Clearly we can agree that this mindset isn’t helpful. These friends of mine who think bisexuals are living in a fantasy world and haven’t “chosen” whether they want to be gay or straight yet are definitely a little wrong-headed. A person’s sexuality is about way, way more than just who they’re doing it with. The physical act of sex is just a small part of whether you’re gay, straight, somewhere in between or somewhere outside this framework.

So I got to thinking. When it comes to sex, do we prefer things in apples-or-oranges opposition, or can there be shades of gray? I’ll certainly admit that some small part of me felt a bit betrayed when that friend of mine told me he was switching from guys to girls. I wanted to shout, are you kidding? After realizing you like guys and coming out to your friends and telling your parents — after all that you want to tell me, psych, you’re flipping from dick to vag? Of course, his response (that he’s bi) proves it’s more complicated than that — but I still wanted him to settle down and choose a team.

But when I put on my sex-blog cap and think about the good stuff, I can begin to see that bisexuality might actually be a pretty comfortable place to be. I’m starting to see those criticisms my friends expressed as kind of awesome. Sleeping with someone who’s sexually experienced and has had all different kinds of sex partners — both guys and girls — might know a thing or two about what feels good in the sack. If bisexuals are open-minded enough to straddle that tricky category that’s somewhere between gay and straight, good for them.

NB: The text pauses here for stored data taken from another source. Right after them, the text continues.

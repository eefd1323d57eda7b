//! SQLite repository integration tests.

#[cfg(test)]
mod tests {
    use chrono::NaiveDate;

    use stays_types::{
        BookingId, BookingRepository, NewBooking, PaymentRequest, RepoError, TransactionId,
        TransactionRepository,
    };

    use crate::SqliteRepo;

    async fn setup_repo() -> SqliteRepo {
        SqliteRepo::new("sqlite::memory:").await.unwrap()
    }

    fn date(y: i32, m: u32, d: u32) -> NaiveDate {
        NaiveDate::from_ymd_opt(y, m, d).unwrap()
    }

    fn new_booking() -> NewBooking {
        NewBooking {
            from_date: date(2024, 1, 1),
            to_date: date(2024, 1, 4),
            aadhar_number: "1234".to_string(),
            num_of_rooms: 2,
            room_numbers: "12,87".to_string(),
            room_price: 6000,
            booked_on: date(2024, 1, 1),
        }
    }

    fn payment_request(booking_id: i64) -> PaymentRequest {
        PaymentRequest {
            payment_mode: "UPI".to_string(),
            booking_id: BookingId::from_i64(booking_id),
            upi_id: Some("guest@bank".to_string()),
            card_number: None,
        }
    }

    #[tokio::test]
    async fn test_create_booking_assigns_sequential_ids() {
        let repo = setup_repo().await;

        let first = repo.create_booking(new_booking()).await.unwrap();
        let second = repo.create_booking(new_booking()).await.unwrap();

        assert_eq!(first.id, BookingId::from_i64(1));
        assert_eq!(second.id, BookingId::from_i64(2));
        assert_eq!(first.transaction_id, None);
    }

    #[tokio::test]
    async fn test_get_booking_roundtrip() {
        let repo = setup_repo().await;

        let created = repo.create_booking(new_booking()).await.unwrap();
        let fetched = repo.get_booking(created.id).await.unwrap().unwrap();

        assert_eq!(fetched.id, created.id);
        assert_eq!(fetched.from_date, date(2024, 1, 1));
        assert_eq!(fetched.to_date, date(2024, 1, 4));
        assert_eq!(fetched.aadhar_number, "1234");
        assert_eq!(fetched.num_of_rooms, 2);
        assert_eq!(fetched.room_numbers, "12,87");
        assert_eq!(fetched.room_price, 6000);
        assert_eq!(fetched.transaction_id, None);
        assert_eq!(fetched.booked_on, date(2024, 1, 1));
    }

    #[tokio::test]
    async fn test_get_booking_not_found() {
        let repo = setup_repo().await;

        let result = repo.get_booking(BookingId::from_i64(999)).await.unwrap();

        assert!(result.is_none());
    }

    #[tokio::test]
    async fn test_negative_price_roundtrips() {
        let repo = setup_repo().await;

        let mut booking = new_booking();
        booking.from_date = date(2024, 1, 4);
        booking.to_date = date(2024, 1, 1);
        booking.room_price = -6000;

        let created = repo.create_booking(booking).await.unwrap();
        let fetched = repo.get_booking(created.id).await.unwrap().unwrap();

        assert_eq!(fetched.room_price, -6000);
    }

    #[tokio::test]
    async fn test_set_transaction_id_updates_row() {
        let repo = setup_repo().await;

        let created = repo.create_booking(new_booking()).await.unwrap();
        let updated = repo
            .set_transaction_id(created.id, TransactionId::from_i64(7))
            .await
            .unwrap();

        assert_eq!(updated.transaction_id, Some(TransactionId::from_i64(7)));
        assert_eq!(updated.room_price, created.room_price);

        let fetched = repo.get_booking(created.id).await.unwrap().unwrap();
        assert_eq!(fetched.transaction_id, Some(TransactionId::from_i64(7)));
    }

    #[tokio::test]
    async fn test_set_transaction_id_unknown_booking() {
        let repo = setup_repo().await;

        let result = repo
            .set_transaction_id(BookingId::from_i64(999), TransactionId::from_i64(7))
            .await;

        assert!(matches!(result, Err(RepoError::NotFound)));
    }

    #[tokio::test]
    async fn test_create_transaction_assigns_ids_and_stores_verbatim() {
        let repo = setup_repo().await;

        // The store does not care whether the booking exists.
        let tx = repo.create_transaction(payment_request(999)).await.unwrap();

        assert_eq!(tx.id, TransactionId::from_i64(1));

        let fetched = repo.get_transaction(tx.id).await.unwrap().unwrap();
        assert_eq!(fetched.payment_mode, "UPI");
        assert_eq!(fetched.booking_id, BookingId::from_i64(999));
        assert_eq!(fetched.upi_id.as_deref(), Some("guest@bank"));
        assert_eq!(fetched.card_number, None);
    }

    #[tokio::test]
    async fn test_get_transaction_not_found() {
        let repo = setup_repo().await;

        let result = repo
            .get_transaction(TransactionId::from_i64(999))
            .await
            .unwrap();

        assert!(result.is_none());
    }
}
//! # Stays Client SDK
//!
//! Typed Rust clients for the Booking and Payment APIs.
//!
//! [`PaymentsClient`] also implements the [`PaymentGateway`] port, so the
//! booking server uses it as its outbound adapter for the cross-service
//! payment call.

use reqwest::Client;
use serde::de::DeserializeOwned;

use stays_types::{
    Booking, BookingId, CreateBookingRequest, GatewayError, PaymentGateway, PaymentRequest,
    ProcessPaymentRequest, Transaction, TransactionId,
};

/// Error type for client operations.
#[derive(Debug, thiserror::Error)]
pub enum ClientError {
    #[error("HTTP error: {0}")]
    Http(#[from] reqwest::Error),

    #[error("API error: {status} - {message}")]
    Api { status: u16, message: String },

    #[error("JSON error: {0}")]
    Json(#[from] serde_json::Error),
}

// ─────────────────────────────────────────────────────────────────────────────
// Booking API client
// ─────────────────────────────────────────────────────────────────────────────

/// Booking API client.
pub struct BookingsClient {
    base_url: String,
    http: Client,
}

impl BookingsClient {
    /// Creates a new client.
    pub fn new(base_url: impl Into<String>) -> Self {
        Self {
            base_url: base_url.into().trim_end_matches('/').to_string(),
            http: Client::new(),
        }
    }

    /// Checks if the API is healthy.
    pub async fn health(&self) -> Result<bool, ClientError> {
        let resp = self
            .http
            .get(format!("{}/health", self.base_url))
            .send()
            .await?;
        Ok(resp.status().is_success())
    }

    /// Creates a new booking.
    pub async fn create_booking(
        &self,
        req: &CreateBookingRequest,
    ) -> Result<Booking, ClientError> {
        post(&self.http, &self.base_url, "/booking", req).await
    }

    /// Settles a booking through the payment service.
    pub async fn process_payment(
        &self,
        id: BookingId,
        req: &ProcessPaymentRequest,
    ) -> Result<Booking, ClientError> {
        post(
            &self.http,
            &self.base_url,
            &format!("/booking/{}/transaction", id),
            req,
        )
        .await
    }

    /// Gets a booking by ID.
    pub async fn get_booking(&self, id: BookingId) -> Result<Booking, ClientError> {
        get(&self.http, &self.base_url, &format!("/booking/{}", id)).await
    }
}

// ─────────────────────────────────────────────────────────────────────────────
// Payment API client
// ─────────────────────────────────────────────────────────────────────────────

/// Payment API client.
pub struct PaymentsClient {
    base_url: String,
    http: Client,
}

impl PaymentsClient {
    /// Creates a new client.
    pub fn new(base_url: impl Into<String>) -> Self {
        Self {
            base_url: base_url.into().trim_end_matches('/').to_string(),
            http: Client::new(),
        }
    }

    /// Checks if the API is healthy.
    pub async fn health(&self) -> Result<bool, ClientError> {
        let resp = self
            .http
            .get(format!("{}/health", self.base_url))
            .send()
            .await?;
        Ok(resp.status().is_success())
    }

    /// Records a transaction; the response body is the bare transaction id.
    pub async fn create_transaction(
        &self,
        req: &PaymentRequest,
    ) -> Result<TransactionId, ClientError> {
        post(&self.http, &self.base_url, "/transaction", req).await
    }

    /// Gets a transaction by ID.
    pub async fn get_transaction(&self, id: TransactionId) -> Result<Transaction, ClientError> {
        get(&self.http, &self.base_url, &format!("/transaction/{}", id)).await
    }
}

/// The booking orchestrator reaches the payment service through this impl.
#[async_trait::async_trait]
impl PaymentGateway for PaymentsClient {
    async fn submit(&self, req: &PaymentRequest) -> Result<TransactionId, GatewayError> {
        self.create_transaction(req).await.map_err(|e| match e {
            ClientError::Api { status, message } => GatewayError::Rejected { status, message },
            other => GatewayError::Unreachable(other.to_string()),
        })
    }
}

// ─────────────────────────────────────────────────────────────────────────────
// Request helpers
// ─────────────────────────────────────────────────────────────────────────────

async fn get<T: DeserializeOwned>(
    http: &Client,
    base_url: &str,
    path: &str,
) -> Result<T, ClientError> {
    let resp = http.get(format!("{}{}", base_url, path)).send().await?;
    handle_response(resp).await
}

async fn post<T: DeserializeOwned, B: serde::Serialize>(
    http: &Client,
    base_url: &str,
    path: &str,
    body: &B,
) -> Result<T, ClientError> {
    let resp = http
        .post(format!("{}{}", base_url, path))
        .json(body)
        .send()
        .await?;
    handle_response(resp).await
}

async fn handle_response<T: DeserializeOwned>(resp: reqwest::Response) -> Result<T, ClientError> {
    let status = resp.status();
    if status.is_success() {
        let body = resp.text().await?;
        Ok(serde_json::from_str(&body)?)
    } else {
        let body = resp.text().await.unwrap_or_default();
        let message = serde_json::from_str::<serde_json::Value>(&body)
            .ok()
            .and_then(|v| v.get("error").and_then(|e| e.as_str()).map(String::from))
            .unwrap_or(body);
        Err(ClientError::Api {
            status: status.as_u16(),
            message,
        })
    }
}
//! Data Transfer Objects (DTOs) for requests and responses.

use chrono::NaiveDate;
use serde::{Deserialize, Serialize};
use utoipa::ToSchema;

use crate::domain::BookingId;

// ─────────────────────────────────────────────────────────────────────────────
// Booking DTOs
// ─────────────────────────────────────────────────────────────────────────────

/// Request to create a new booking.
#[derive(Debug, Clone, Serialize, Deserialize, ToSchema)]
pub struct CreateBookingRequest {
    /// First night of the stay
    #[schema(value_type = String, example = "2024-01-01")]
    pub from_date: NaiveDate,
    /// Checkout date
    #[schema(value_type = String, example = "2024-01-04")]
    pub to_date: NaiveDate,
    /// Guest identity reference
    #[schema(example = "1234-5678-9012")]
    pub aadhar_number: String,
    /// Number of rooms to reserve
    #[schema(example = 2)]
    pub num_of_rooms: u32,
}

/// Request to settle a booking; the booking id comes from the URL path.
#[derive(Debug, Clone, Serialize, Deserialize, ToSchema)]
pub struct ProcessPaymentRequest {
    /// Payment mode, "UPI" or "CARD" (case-insensitive)
    #[schema(example = "UPI")]
    pub payment_mode: String,
    /// UPI handle, when paying by UPI
    #[serde(skip_serializing_if = "Option::is_none")]
    pub upi_id: Option<String>,
    /// Card number, when paying by card
    #[serde(skip_serializing_if = "Option::is_none")]
    pub card_number: Option<String>,
}

// ─────────────────────────────────────────────────────────────────────────────
// Payment DTOs
// ─────────────────────────────────────────────────────────────────────────────

/// The cross-service payment request sent to the payment processor.
///
/// Assembled by the booking orchestrator, so the booking id always matches
/// the booking being settled. The mode string travels verbatim.
#[derive(Debug, Clone, Serialize, Deserialize, ToSchema)]
pub struct PaymentRequest {
    /// Payment mode, forwarded exactly as the caller sent it
    #[schema(example = "UPI")]
    pub payment_mode: String,
    /// The booking being settled
    pub booking_id: BookingId,
    /// UPI handle, when paying by UPI
    #[serde(skip_serializing_if = "Option::is_none")]
    pub upi_id: Option<String>,
    /// Card number, when paying by card
    #[serde(skip_serializing_if = "Option::is_none")]
    pub card_number: Option<String>,
}

impl PaymentRequest {
    /// Binds a payment body to the booking it settles.
    pub fn for_booking(booking_id: BookingId, req: ProcessPaymentRequest) -> Self {
        Self {
            payment_mode: req.payment_mode,
            booking_id,
            upi_id: req.upi_id,
            card_number: req.card_number,
        }
    }
}
//! Shared wiring for the booking and payment server binaries.

pub mod config;
pub mod telemetry;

Right now you’re probably saying, “Whoa, Greg, let’s not go too far.” Okay, let me calm down. Let’s not paint bisexuals as some weird breed of sex masters just because they like guys and girls. I’m just asking you to think twice about bisexuality — think of it not as a pit stop on the way to someone’s real choice about their sexuality, but as their true sexuality. They’ve decided. It may not be black or white, but it’s who they are.